Jueves 09 de febrero del 2012 País

Temblor provocó temor en once provincias

QUININDÉ-BABAHOYO

QUININDÉ, Esmeraldas. Uno de los soportes de la casa donde habita Vicente Mendieta se quebró debido al sismo.

QUININDÉ, Esmeraldas. Uno de los soportes de la casa donde habita Vicente Mendieta se quebró debido al sismo.

Pánico, afectaciones en cinco inmuebles y dos familias evacuadas dejó el fuerte temblor que se sintió la madrugada de ayer en al menos once provincias del país, según informaciones del Instituto Geofísico de la Escuela Politécnica Nacional (IG) y la Secretaría Nacional de Gestión de Riesgos (SNGR).

El sismo ocurrió a las 05:54 y tuvo una magnitud de 5.6 grados. Se sintió con mayor fuerza en la provincia de Esmeraldas, donde se reportaron los daños, especialmente en la zona rural del cantón Quinindé, poblaciones de Valle del Sade, Malimpia y Chura, las más cercanas al epicentro del sismo.

Según el IG el movimiento telúrico también fue sentido en poblaciones de las provincias de Imbabura, Carchi, Manabí, Pichincha, Santo Domingo de los Tsáchilas, Guayas, Los Ríos, Tungurahua, Chimborazo y Bolívar.

Hasta las 12:20 de ayer se registraron cuatro réplicas del sismo, la de mayor intensidad fue a las 08:01 y tuvo una magnitud de 3.7 grados.

“Este evento sísmico fue generado en la zona de rozamiento de las placas Nazca y Sudamericana bajo la costa norte del Ecuador y se relaciona con el proceso de la subducción, es decir, el choque y hundimiento de la placa oceánica de Nazca debajo de la placa continental Sudamericana”, señaló el IG.

Mientras en Quinindé, luego del sismo, Vicente Mendieta esperaba ayer un volquete de la Municipalidad para evacuar sus pertenencias desde su vivienda ubicada en la parte alta del barrio 5 de Agosto, donde recordó lo que denominó una de las experiencias más “aterradoras” de su vida.

Mendieta se encontraba en casa con su hija cuando ocurrió el fuerte sismo. “Todo se movía, el piso era tan inestable que parecía que había olas debajo de los pies”, comentó.



Uno de los maderos que sujetan el techo de su casa se quebró y estuvo a punto de caer sobre él y su hija. “Felizmente no pasó nada y pudimos salir a tiempo, ahora nos vamos al albergue de la escuela Oswaldo Mendoza”, expresó.

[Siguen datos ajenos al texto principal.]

//! Prism CLI
//!
//! Lists and runs the shipped conformance suites against the simulated
//! device. Case listing never touches a device: case generation is pure.

use anyhow::{bail, Context};
use clap::{Parser, Subcommand, ValueEnum};
use prism::device::GpuDevice;
use prism::group::TestGroup;
use prism::runner::{OutputFormat, Runner, RunnerConfig};
use prism::suites;
use regex::Regex;

#[derive(Parser)]
#[command(name = "prism")]
#[command(author, version, about = "A conformance-test harness for GPU device APIs", long_about = None)]
struct Cli {
    #[command(subcommand)]
    command: Commands,

    /// Verbose output (-v for info, -vv for debug, -vvv for trace)
    #[arg(short, long, action = clap::ArgAction::Count, global = true)]
    verbose: u8,
}

#[derive(Subcommand)]
enum Commands {
    /// List case identities and counts without running anything
    List {
        /// Restrict to one suite
        #[arg(short, long)]
        suite: Option<String>,
    },

    /// Run conformance suites against the simulated device
    Run {
        /// Restrict to one suite
        #[arg(short, long)]
        suite: Option<String>,

        /// Only run cases whose path (`group:test:case`) matches this regex
        #[arg(short, long)]
        filter: Option<String>,

        /// Output format
        #[arg(long, value_enum, default_value_t = Format::Summary)]
        format: Format,
    },
}

#[derive(Debug, Clone, Copy, ValueEnum)]
enum Format {
    Summary,
    Verbose,
    Json,
    Tap,
}

impl From<Format> for OutputFormat {
    fn from(format: Format) -> Self {
        match format {
            Format::Summary => OutputFormat::Summary,
            Format::Verbose => OutputFormat::Verbose,
            Format::Json => OutputFormat::Json,
            Format::Tap => OutputFormat::Tap,
        }
    }
}

fn main() -> anyhow::Result<()> {
    let cli = Cli::parse();
    setup_logging(cli.verbose);

    match cli.command {
        Commands::List { suite } => list(suite.as_deref()),
        Commands::Run {
            suite,
            filter,
            format,
        } => run(suite.as_deref(), filter.as_deref(), format.into()),
    }
}

fn setup_logging(verbosity: u8) {
    let default = match verbosity {
        0 => "warn",
        1 => "info",
        2 => "debug",
        _ => "trace",
    };
    let filter = tracing_subscriber::EnvFilter::try_from_default_env()
        .unwrap_or_else(|_| tracing_subscriber::EnvFilter::new(default));
    tracing_subscriber::fmt()
        .with_env_filter(filter)
        .with_writer(std::io::stderr)
        .init();
}

fn selected_groups(suite: Option<&str>) -> anyhow::Result<Vec<TestGroup>> {
    let mut groups = suites::all();
    if let Some(name) = suite {
        groups.retain(|g| g.name() == name);
        if groups.is_empty() {
            bail!("unknown suite '{}'", name);
        }
    }
    Ok(groups)
}

fn list(suite: Option<&str>) -> anyhow::Result<()> {
    for group in selected_groups(suite)? {
        let cases = group
            .enumerate()
            .with_context(|| format!("enumerating suite '{}'", group.name()))?;
        println!("{} ({} cases)", group.name(), cases.len());
        for test in group.tests() {
            if test.is_unimplemented() {
                println!("  {}:{} (unimplemented)", group.name(), test.name());
            }
        }
        for case in cases {
            println!("  {}", case.full_path());
        }
    }
    Ok(())
}

fn run(suite: Option<&str>, filter: Option<&str>, format: OutputFormat) -> anyhow::Result<()> {
    let groups = selected_groups(suite)?;
    let filter = filter
        .map(|f| Regex::new(f).with_context(|| format!("invalid case filter '{}'", f)))
        .transpose()?;

    let device = GpuDevice::shared("Prism Simulated GPU");
    let mut runner = Runner::with_config(device, RunnerConfig { filter });
    let report = runner.run_groups(&groups)?;
    println!("{}", report.render(format));

    if report.failed > 0 {
        std::process::exit(1);
    }
    Ok(())
}
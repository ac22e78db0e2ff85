//! Blending conformance suite.
//!
//! Renders a single pixel through every combination of blend component,
//! source factor, destination factor, and operation, then checks the
//! device's result against the reference oracle within a small tolerance.
//! The rgba32float target avoids clamping behavior, which the placeholder
//! tests below leave for later.

use crate::device::{
    BlendComponent, BlendState, BufferUsage, ColorAttachment, ColorTargetState, CommandEncoder,
    FragmentState, PrimitiveState, PrimitiveTopology, RenderPassDescriptor,
    RenderPipelineDescriptor, ShaderModule, TextureDescriptor, TextureFormat, TextureUsage,
    VertexState,
};
use crate::error::{Error, Result};
use crate::fixture::Fixture;
use crate::group::TestGroup;
use crate::oracle::{
    compute_blend_factor, compute_blend_operation, BlendFactor, BlendOperation, Color,
};
use crate::params::{params, ParamValue};

const TOLERANCE: f64 = 0.0001;

const VERTEX_SHADER: &str = r#"
@vertex fn main() -> @builtin(position) vec4<f32> {
    return vec4<f32>(0.0, 0.0, 0.0, 1.0);
}
"#;

const FRAGMENT_SHADER: &str = r#"
struct Uniform { color: vec4<f32> };
@group(0) @binding(0) var<uniform> u : Uniform;

@fragment fn main() -> @location(0) vec4<f32> {
    return u.color;
}
"#;

/// Build the blending test group.
pub fn test_group() -> TestGroup {
    let mut g = TestGroup::new("blending");

    g.test("blend_component")
        .desc(
            "Test all combinations of parameters for one blend component.\n\
             \n\
             Blends a single pixel and checks the result against the\n\
             reference computation. The component under test (color or\n\
             alpha) gets the case's factors and operation; the other\n\
             component keeps the passthrough default.\n\
             \n\
             Params:\n\
               - component= {color, alpha}\n\
               - srcFactor= {...all blend factors}\n\
               - dstFactor= {...all blend factors}\n\
               - operation= {...all blend operations}",
        )
        .cases(
            params()
                .combine("component", ["color", "alpha"])
                .combine("srcFactor", BlendFactor::ALL.iter().map(|f| f.to_string()))
                .combine("dstFactor", BlendFactor::ALL.iter().map(|f| f.to_string()))
                .combine("operation", BlendOperation::ALL.iter().map(|o| o.to_string()))
                .subcases(|p| {
                    let src: BlendFactor = p.str("srcFactor")?.parse()?;
                    let dst: BlendFactor = p.str("dstFactor")?.parse()?;
                    let constants: Vec<ParamValue> = if src.uses_constant() || dst.uses_constant()
                    {
                        vec![Color::new(0.91, 0.82, 0.73, 0.64).into()]
                    } else {
                        vec![ParamValue::Absent]
                    };
                    Ok(params()
                        .combine("srcColor", [Color::new(0.11, 0.61, 0.81, 0.44)])
                        .combine(
                            "dstColor",
                            [
                                Color::new(0.51, 0.22, 0.71, 0.33),
                                Color::new(0.09, 0.73, 0.93, 0.81),
                            ],
                        )
                        .combine("blendConstant", constants))
                }),
        )
        .run(blend_component_case);

    g.test("formats")
        .desc(
            "Test that blending applies for every format that supports it and\n\
             is not applied for formats that do not, in linear space for srgb.",
        )
        .unimplemented();

    g.test("multiple_color_attachments")
        .desc("Test that with multiple color attachments, 'src-color' refers to attachment 0.")
        .unimplemented();

    g.test("clamping")
        .desc(
            "For fixed-point formats, test that the blend factor, blend\n\
             constant, and blend result are clamped in the blend equation.",
        )
        .unimplemented();

    g
}

fn blend_component_case(t: &mut Fixture) -> Result<()> {
    let component = t.params().str("component")?.to_string();
    let src_factor: BlendFactor = t.params().str("srcFactor")?.parse()?;
    let dst_factor: BlendFactor = t.params().str("dstFactor")?.parse()?;
    let operation: BlendOperation = t.params().str("operation")?.parse()?;
    let src_color = t.params().color("srcColor")?;
    let dst_color = t.params().color("dstColor")?;
    let blend_constant = t.params().opt_color("blendConstant")?;

    // Ground truth from the oracle. The untested component passes the
    // source value through, so expected alpha (or rgb) comes from src.
    let sf = compute_blend_factor(src_color, dst_color, blend_constant, src_factor)?;
    let df = compute_blend_factor(src_color, dst_color, blend_constant, dst_factor)?;
    let mut expected = compute_blend_operation(src_color, sf, dst_color, df, operation);
    match component.as_str() {
        "color" => expected.a = src_color.a,
        "alpha" => {
            expected.r = src_color.r;
            expected.g = src_color.g;
            expected.b = src_color.b;
        }
        other => return Err(Error::usage(format!("unknown blend component '{}'", other))),
    }

    let tested = BlendComponent {
        src_factor,
        dst_factor,
        operation,
    };
    let blend = match component.as_str() {
        "color" => BlendState {
            color: tested,
            alpha: BlendComponent::default(),
        },
        _ => BlendState {
            color: BlendComponent::default(),
            alpha: tested,
        },
    };

    let pipeline = t.create_render_pipeline(RenderPipelineDescriptor {
        vertex: VertexState {
            module: ShaderModule {
                source: VERTEX_SHADER.to_string(),
                entry_point: "main".to_string(),
            },
        },
        fragment: FragmentState {
            module: ShaderModule {
                source: FRAGMENT_SHADER.to_string(),
                entry_point: "main".to_string(),
            },
            targets: vec![ColorTargetState {
                format: TextureFormat::Rgba32Float,
                blend: Some(blend),
            }],
        },
        primitive: PrimitiveState {
            topology: PrimitiveTopology::PointList,
            strip_index_format: None,
        },
    })?;

    let target = t.create_texture(&TextureDescriptor {
        format: TextureFormat::Rgba32Float,
        width: 1,
        height: 1,
        usage: TextureUsage::RENDER_ATTACHMENT | TextureUsage::COPY_SRC,
    })?;
    let uniform = t.create_buffer_with_f32(&src_color.to_f32_array(), BufferUsage::UNIFORM)?;

    let mut encoder = CommandEncoder::new();
    let mut pass = encoder.begin_render_pass(RenderPassDescriptor {
        color_attachment: ColorAttachment {
            texture: target,
            clear: dst_color,
        },
    });
    pass.set_pipeline(pipeline);
    pass.set_uniform_buffer(uniform);
    if let Some(constant) = blend_constant {
        pass.set_blend_constant(constant);
    }
    pass.draw(1);
    pass.end();
    t.submit(encoder)?;

    let low = expected.map(|v| v - TOLERANCE).to_array();
    let high = expected.map(|v| v + TOLERANCE).to_array();
    t.expect_pixel_in_range(target, 0, 0, &low, &high)
}

#[cfg(test)]
mod tests {
    use super::*;

    #[test]
    fn test_case_count() {
        // 2 components x 13 x 13 factors x 5 operations, each with one
        // src color and two dst colors.
        let g = test_group();
        let cases = g.enumerate().unwrap();
        assert_eq!(cases.len(), 2 * 13 * 13 * 5 * 2);
    }

    #[test]
    fn test_constant_color_cases_carry_a_constant() {
        let g = test_group();
        for case in g.enumerate().unwrap() {
            let src: BlendFactor = case.params.str("srcFactor").unwrap().parse().unwrap();
            let dst: BlendFactor = case.params.str("dstFactor").unwrap().parse().unwrap();
            let constant = case.params.opt_color("blendConstant").unwrap();
            assert_eq!(
                constant.is_some(),
                src.uses_constant() || dst.uses_constant(),
                "case {}",
                case.id
            );
        }
    }
}
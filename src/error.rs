//! HTTP error taxonomy. Every variant renders as a JSON body with at least
//! an `error` field; server-side variants are logged when rendered.

use axum::{
    http::StatusCode,
    response::{IntoResponse, Json, Response},
};
use serde_json::{json, Value};

#[derive(Debug, thiserror::Error)]
pub enum ApiError {
    /// a required field was absent; carries the payload as received
    #[error("{message}")]
    MissingFields { message: &'static str, received: Value },

    /// a field was present but could not be coerced to its type
    #[error("invalid value for field '{field}'")]
    InvalidField { field: &'static str, received: Value },

    /// the store rejected a read or write
    #[error("{message}: {details}")]
    StorageFailure { message: &'static str, details: String },

    /// anything else: unreadable or malformed body, panics, failed tasks
    #[error("internal server error: {0}")]
    Internal(String),
}

impl ApiError {
    pub fn storage(message: &'static str, err: anyhow::Error) -> Self {
        ApiError::StorageFailure { message, details: format!("{:#}", err) }
    }

    pub fn status(&self) -> StatusCode {
        match self {
            ApiError::MissingFields { .. } | ApiError::InvalidField { .. } => StatusCode::BAD_REQUEST,
            ApiError::StorageFailure { .. } | ApiError::Internal(_) => StatusCode::INTERNAL_SERVER_ERROR,
        }
    }

    fn body(&self) -> Value {
        match self {
            ApiError::MissingFields { message, received } => json!({
                "error": message,
                "received": received,
            }),
            ApiError::InvalidField { field, received } => json!({
                "error": self.to_string(),
                "field": field,
                "received": received,
            }),
            ApiError::StorageFailure { message, details } => json!({
                "error": message,
                "details": details,
            }),
            ApiError::Internal(details) => json!({
                "error": "internal server error",
                "details": details,
            }),
        }
    }
}

impl IntoResponse for ApiError {
    fn into_response(self) -> Response {
        let status = self.status();
        if status.is_server_error() {
            tracing::error!(error = %self, "request failed");
        } else {
            tracing::warn!(error = %self, "request rejected");
        }
        (status, Json(self.body())).into_response()
    }
}
//! ==============================================================================
//! api.rs - http/json surface of the hub
//! ==============================================================================
//!
//! routes:
//!     GET  /                health check, never touches the store
//!     POST /sensor-data     upsert count + distance       -> 201 {message, data}
//!     GET  /datos-actuales  current reading or a default  -> 200 Reading
//!     POST /estado-tapa     upsert lidOpen                -> 201 {message, data}
//!
//! layers (outermost first):
//!     cors (any origin) -> request log -> panic catcher -> body limit
//!
//! bodies are json or application/x-www-form-urlencoded. anything else is
//! read as json, so a missing content type or an empty body still reaches
//! the presence checks. a body that cannot be read or parsed is an
//! internal error.
//!
//! ==============================================================================

use std::any::Any;
use std::collections::HashMap;
use std::sync::Arc;
use std::time::Instant;

use axum::{
    async_trait,
    body::Bytes,
    extract::{DefaultBodyLimit, FromRequest, Request, State},
    http::{header, HeaderMap, Method, StatusCode, Uri},
    middleware::{self, Next},
    response::{IntoResponse, Json, Response},
    routing::{get, post},
    Form, Router,
};
use chrono::Utc;
use serde::Serialize;
use serde_json::{json, Value};
use tower_http::catch_panic::CatchPanicLayer;
use tower_http::cors::{Any as AnyOrigin, CorsLayer};

use crate::config::HubConfig;
use crate::domain::{LidStateRequest, Reading, SensorDataRequest};
use crate::error::ApiError;
use crate::store::ReadingStore;

// ==============================================================================
// shared state
// ==============================================================================
// handed to every handler. the store is opened once at startup and shared;
// tests swap in their own ReadingStore.

#[derive(Clone)]
pub struct AppState {
    pub store: Arc<dyn ReadingStore>,
    /// fixed key of the singleton reading
    pub record_id: Arc<str>,
    /// echo received payloads to the log
    pub show_sensor_data: bool,
}

impl AppState {
    pub fn new(store: Arc<dyn ReadingStore>, config: &HubConfig) -> Self {
        Self {
            store,
            record_id: Arc::from(config.storage.record_id.as_str()),
            show_sensor_data: config.logging.show_sensor_data,
        }
    }
}

#[derive(Serialize)]
struct WriteResponse {
    message: &'static str,
    data: Reading,
}

// ==============================================================================
// router
// ==============================================================================

pub fn router(state: AppState, body_limit: usize) -> Router {
    with_layers(routes(), state, body_limit)
}

/// the hub's routes without middleware
pub fn routes() -> Router<AppState> {
    Router::new()
        .route("/", get(health_handler))
        .route("/sensor-data", post(sensor_data_handler))
        .route("/datos-actuales", get(current_reading_handler))
        .route("/estado-tapa", post(lid_state_handler))
        .fallback(not_found_handler)
}

/// wrap routes in the hub's middleware stack and bind the state
pub fn with_layers(routes: Router<AppState>, state: AppState, body_limit: usize) -> Router {
    routes
        .layer(DefaultBodyLimit::max(body_limit))
        .layer(CatchPanicLayer::custom(panic_response))
        .layer(middleware::from_fn(log_request))
        .layer(cors_layer())
        .with_state(state)
}

fn cors_layer() -> CorsLayer {
    CorsLayer::new()
        .allow_origin(AnyOrigin)
        .allow_methods([Method::GET, Method::POST, Method::PUT, Method::DELETE, Method::OPTIONS])
        .allow_headers([header::CONTENT_TYPE, header::AUTHORIZATION])
}

/// one line per request; the subscriber adds the timestamp
async fn log_request(req: Request, next: Next) -> Response {
    let method = req.method().clone();
    let path = req.uri().path().to_owned();
    let started = Instant::now();

    let response = next.run(req).await;

    tracing::info!(
        %method,
        %path,
        status = response.status().as_u16(),
        elapsed_ms = started.elapsed().as_millis() as u64,
        "request"
    );
    response
}

/// global fallback: a panicking handler becomes a 500 instead of a dropped connection
fn panic_response(err: Box<dyn Any + Send + 'static>) -> Response {
    let details = if let Some(s) = err.downcast_ref::<String>() {
        s.clone()
    } else if let Some(s) = err.downcast_ref::<&str>() {
        s.to_string()
    } else {
        "handler panicked".to_string()
    };
    ApiError::Internal(details).into_response()
}

// ==============================================================================
// handlers
// ==============================================================================

async fn health_handler() -> Json<Value> {
    Json(json!({ "status": "ok", "message": "smart bin hub is running" }))
}

async fn sensor_data_handler(
    State(state): State<AppState>,
    Payload(payload): Payload,
) -> Result<(StatusCode, Json<WriteResponse>), ApiError> {
    if state.show_sensor_data {
        tracing::info!(%payload, "sensor data received");
    }
    let req = SensorDataRequest::from_payload(&payload)?;

    let at = Utc::now();
    let reading = with_store(&state, "could not save sensor data", move |store, id| {
        store.upsert_measurement(id, req.count, req.distance, at)
    })
    .await?;

    Ok((
        StatusCode::CREATED,
        Json(WriteResponse { message: "sensor data updated", data: reading }),
    ))
}

async fn current_reading_handler(State(state): State<AppState>) -> Result<Json<Reading>, ApiError> {
    let stored = with_store(&state, "could not load current reading", |store, id| store.fetch(id)).await?;
    Ok(Json(stored.unwrap_or_else(|| Reading::placeholder(&state.record_id, Utc::now()))))
}

async fn lid_state_handler(
    State(state): State<AppState>,
    Payload(payload): Payload,
) -> Result<(StatusCode, Json<WriteResponse>), ApiError> {
    if state.show_sensor_data {
        tracing::info!(%payload, "lid update received");
    }
    let req = LidStateRequest::from_payload(&payload)?;

    let at = Utc::now();
    let reading = with_store(&state, "could not update lid state", move |store, id| {
        store.upsert_lid(id, req.lid_open, at)
    })
    .await?;

    Ok((
        StatusCode::CREATED,
        Json(WriteResponse { message: "lid state updated", data: reading }),
    ))
}

async fn not_found_handler(uri: Uri) -> (StatusCode, Json<Value>) {
    (StatusCode::NOT_FOUND, Json(json!({ "error": "not found", "path": uri.path() })))
}

// ==============================================================================
// helpers
// ==============================================================================

/// request body as a json value; form fields become string members
pub struct Payload(pub Value);

#[async_trait]
impl<S> FromRequest<S> for Payload
where
    S: Send + Sync,
{
    type Rejection = ApiError;

    async fn from_request(req: Request, state: &S) -> Result<Self, Self::Rejection> {
        if is_form(req.headers()) {
            let Form(fields) = Form::<HashMap<String, String>>::from_request(req, state)
                .await
                .map_err(|rejection| ApiError::Internal(rejection.body_text()))?;
            let object = fields.into_iter().map(|(k, v)| (k, Value::String(v))).collect();
            return Ok(Payload(Value::Object(object)));
        }

        let bytes = Bytes::from_request(req, state)
            .await
            .map_err(|rejection| ApiError::Internal(rejection.body_text()))?;
        parse_json(&bytes).map(Payload)
    }
}

fn is_form(headers: &HeaderMap) -> bool {
    headers
        .get(header::CONTENT_TYPE)
        .and_then(|v| v.to_str().ok())
        .is_some_and(|ct| ct.starts_with("application/x-www-form-urlencoded"))
}

/// empty body reads as `{}` so it fails the presence check, not the parser
fn parse_json(bytes: &[u8]) -> Result<Value, ApiError> {
    if bytes.iter().all(u8::is_ascii_whitespace) {
        return Ok(json!({}));
    }
    serde_json::from_slice(bytes).map_err(|e| ApiError::Internal(format!("invalid JSON body: {e}")))
}

/// run a blocking store call off the async workers.
/// store errors are StorageFailure; a panicked or cancelled task is Internal.
async fn with_store<T, F>(state: &AppState, message: &'static str, op: F) -> Result<T, ApiError>
where
    T: Send + 'static,
    F: FnOnce(&dyn ReadingStore, &str) -> anyhow::Result<T> + Send + 'static,
{
    let store = state.store.clone();
    let id = state.record_id.clone();

    tokio::task::spawn_blocking(move || op(store.as_ref(), &*id))
        .await
        .map_err(|e| ApiError::Internal(format!("store task failed: {e}")))?
        .map_err(|e| ApiError::storage(message, e))
}

#[cfg(test)]
mod tests {
    use super::*;

    #[test]
    fn blank_body_parses_as_empty_object() {
        assert_eq!(parse_json(b"").unwrap(), json!({}));
        assert_eq!(parse_json(b" \n").unwrap(), json!({}));
    }

    #[test]
    fn malformed_body_is_internal() {
        let err = parse_json(b"{\"count\": 1,").unwrap_err();
        assert!(matches!(err, ApiError::Internal(ref d) if d.starts_with("invalid JSON body")));
    }

    #[test]
    fn form_content_type_is_detected() {
        let mut headers = HeaderMap::new();
        assert!(!is_form(&headers));

        headers.insert(header::CONTENT_TYPE, "application/x-www-form-urlencoded; charset=UTF-8".parse().unwrap());
        assert!(is_form(&headers));

        headers.insert(header::CONTENT_TYPE, "application/json".parse().unwrap());
        assert!(!is_form(&headers));
    }

    #[test]
    fn panic_payload_is_reported() {
        let response = panic_response(Box::new("boom"));
        assert_eq!(response.status(), StatusCode::INTERNAL_SERVER_ERROR);

        let response = panic_response(Box::new(String::from("owned boom")));
        assert_eq!(response.status(), StatusCode::INTERNAL_SERVER_ERROR);
    }
}
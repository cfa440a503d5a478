use chrono::{DateTime, Utc};
use serde::{Deserialize, Serialize};
use serde_json::Value;

use crate::error::ApiError;

/// current state of the bin, the only record the hub keeps
#[derive(Clone, Debug, PartialEq, Serialize, Deserialize)]
#[serde(rename_all = "camelCase")]
pub struct Reading {
    /// fixed key of the singleton record
    pub id: String,
    /// fill events / trigger count reported by the sensor
    pub count: i64,
    /// measured distance, a proxy for fill level
    pub distance: f64,
    pub lid_open: bool,
    pub last_updated: DateTime<Utc>,
}

impl Reading {
    /// zero-valued record served before anything was written. never persisted.
    pub fn placeholder(id: &str, now: DateTime<Utc>) -> Self {
        Self {
            id: id.to_string(),
            count: 0,
            distance: 0.0,
            lid_open: false,
            last_updated: now,
        }
    }
}

/// body of POST /sensor-data once presence and types are checked
#[derive(Clone, Copy, Debug, PartialEq)]
pub struct SensorDataRequest {
    pub count: i64,
    pub distance: f64,
}

/// body of POST /estado-tapa once presence and types are checked
#[derive(Clone, Copy, Debug, PartialEq)]
pub struct LidStateRequest {
    pub lid_open: bool,
}

/// older firmware sends the lid flag under its original name
const LEGACY_LID_FIELD: &str = "tapaAbierta";

impl SensorDataRequest {
    pub fn from_payload(payload: &Value) -> Result<Self, ApiError> {
        let (Some(count), Some(distance)) = (field(payload, "count"), field(payload, "distance")) else {
            return Err(ApiError::MissingFields {
                message: "incomplete sensor data: count and distance are required",
                received: payload.clone(),
            });
        };

        let count = coerce_integer(count).ok_or_else(|| invalid("count", payload))?;
        let distance = coerce_number(distance).ok_or_else(|| invalid("distance", payload))?;

        Ok(Self { count, distance })
    }
}

impl LidStateRequest {
    pub fn from_payload(payload: &Value) -> Result<Self, ApiError> {
        let Some(lid_open) = field(payload, "lidOpen").or_else(|| field(payload, LEGACY_LID_FIELD)) else {
            return Err(ApiError::MissingFields {
                message: "lid state not specified: lidOpen is required",
                received: payload.clone(),
            });
        };

        let lid_open = coerce_bool(lid_open).ok_or_else(|| invalid("lidOpen", payload))?;
        Ok(Self { lid_open })
    }
}

/// any value present under the key counts, null included; coercion decides if it is usable
fn field<'a>(payload: &'a Value, name: &str) -> Option<&'a Value> {
    payload.get(name)
}

fn invalid(field: &'static str, payload: &Value) -> ApiError {
    ApiError::InvalidField { field, received: payload.clone() }
}

fn coerce_number(value: &Value) -> Option<f64> {
    let n = match value {
        Value::Number(n) => n.as_f64(),
        Value::String(s) => s.trim().parse::<f64>().ok(),
        _ => None,
    }?;
    n.is_finite().then_some(n)
}

fn coerce_integer(value: &Value) -> Option<i64> {
    if let Some(n) = value.as_i64() {
        return Some(n);
    }
    let n = coerce_number(value)?;
    // integral floats only; the range check keeps the cast lossless
    (n.fract() == 0.0 && n >= i64::MIN as f64 && n < i64::MAX as f64).then(|| n as i64)
}

fn coerce_bool(value: &Value) -> Option<bool> {
    match value {
        Value::Bool(b) => Some(*b),
        Value::String(s) => match s.trim() {
            "true" => Some(true),
            "false" => Some(false),
            _ => None,
        },
        Value::Number(n) => match n.as_i64() {
            Some(1) => Some(true),
            Some(0) => Some(false),
            _ => None,
        },
        _ => None,
    }
}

Lo que vivió Mendieta se repitió en el barrio 18 de Octubre. “El temblor fue tan fuerte que creímos que la casa se nos venía encima, escuchamos cómo caían las cosas en la cocina y la casa parecía bailar”, recordó Santa Angulo, de 46 años.

Ella reside junto a otras nueve personas en una vieja casona de madera, la cual quedó inestable y fue necesario colocarle puntales para evitar que se desplome. La mujer y su familia fueron trasladadas también al albergue de la escuela Oswaldo Mendoza.

Dolores Villegas, de la Sala Situacional del COE de Quinindé, dijo que el reporte preliminar de daños producto del temblor deja afectaciones a 5 edificaciones. Dos en el barrio El Paraíso, una en el barrio 18 de Octubre, una en el recinto La Sexta y la destrucción de los baños públicos ubicados en el recinto La Y de Herrera.

Manuel Casanova, alcalde del cantón, explicó que las edificaciones en estos poblados son construidas a base de madera por lo que son altamente flexibles lo que evitó daños mayores. El sismo también se sintió con fuerza y causó susto en otros seis cantones de Esmeraldas y en La Concordia.

En Babahoyo y sitios aledaños, el temblor de ayer también causó alarma. “Yo iba saliendo de mi casa cuando vi que se movían los cables de energía eléctrica y corrí de nuevo a la casa a ver a mis hijos”, manifestó Maira Pino, comerciante.

La Secretaría Nacional de Gestión de Riesgos de Los Ríos informó que el temblor se sintió en toda la provincia, pero aclaró que no se reportaron tragedias humanas, ni materiales.

Textual: Miedo
Santa Angulo
Habitante de Quinindé
“El temblor fue tan fuerte que creímos que la casa se nos venía encima, escuchamos cómo caían las cosas y la casa parecía bailar”.